Un repaso por las curiosidades que pueden hacer más que apetecible viajar en coche a esta zona de la costa española

Aunque el interés de un «road trip» no está en el final del camino, sino en el camino mismo, (y con esto justifico que en mi anterior post «de Sevilla a Muxía» no hablara de ninguna de las dos poblaciones), la verdad es que la Costa da Morte meerece ser, por sí sola, el fin último de cualquier aventura. Estos son algunos de los motivos por los que esta tierra me enamora, aunque seguro que todos tenemos los nuestros.

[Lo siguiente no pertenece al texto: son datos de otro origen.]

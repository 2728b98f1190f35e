// SPDX-License-Identifier: MIT OR Apache-2.0
//
// Shopping-list consolidation and pagination engine for a grocery-deals
// backend. Storage, session resolution and transport live behind the
// `RecordService` trait; this crate only prepares criteria, merges the
// records it gets back and pages the result.

pub mod bulk;
pub mod config;
pub mod connection;
pub mod consolidator;
pub mod context;
pub mod criteria;
pub mod error;
pub mod loader;
pub mod mutation;
pub mod normalize;
pub mod pagination;
pub mod query;
pub mod service;
pub mod snapshot;
pub mod types;

pub use bulk::{apply_in_chunks, split_into_chunks};
pub use config::{
    Config, DEFAULT_BULK_CHUNK_SIZE, DEFAULT_PAGE_SIZE, MAXIMUM_PAGE_SIZE, PagePolicy, Verbosity,
};
pub use connection::{CURSOR_NOT_AVAILABLE, Connection, Edge, PageInfo};
pub use consolidator::consolidate;
pub use context::{RecordChange, RequestContext};
pub use criteria::{ConnectionArgs, Criteria, OrderBy, SortOption};
pub use error::{Error, Result};
pub use loader::{KeyedLoader, StoreLoader, TagLoader};
pub use mutation::{
    MutationOutcome, add_items_to_shopping_list, add_new_staple_shopping_list_to_shopping_list,
    add_special_item_to_user_shopping_list, add_staple_shopping_list_item_to_user_shopping_list,
    remove_items_from_shopping_list, remove_special_item_from_user_shopping_list,
    remove_special_items_from_user_shopping_list,
    remove_staple_shopping_list_item_from_user_shopping_list,
    remove_staple_shopping_list_items_from_user_shopping_list,
};
pub use normalize::normalize;
pub use pagination::{PageWindow, paginate};
pub use query::{
    get_shopping_list, get_specials, get_staple_item, get_staple_shopping_list, get_stores,
    get_tags,
};
pub use service::{Acl, RecordService, RecordStream, Services, Session, drain};
pub use snapshot::{MemoryBackend, Snapshot};
pub use types::{
    ConsolidatedRow, LinkKind, LinkTarget, MasterProduct, PriceRecord, PriceStatus, RowTarget,
    ShoppingListLink, SpecialDetails, StapleItem, StapleShoppingList, Store, Tag,
};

1. Por su mar, con todas las variaciones cromáticas de azules, verdes, grises y blancos. Con todas sus contradicciones, fuente de vida y forma de muerte; generoso con sus gentes y despiadado con los que osan retarle; adorado y temido por los que lo conocen; silente a veces, estruendoso otras; tan cambiante que te puedes pasar las horas muertas mirándolo, embrujado por su movimiento incesante y sus mil caras.

Costa da morte. Lucila Costa da morte. Lucila

2. Por sus playas inmensas y desiertas, de arena fina y agua limpia, de resacas y olas, paraíso de surfistas, de gaviotas y de paseantes… Lenguas de arena blanca que se mueven, ríos que se abren camino entre dunas para llegar al mar…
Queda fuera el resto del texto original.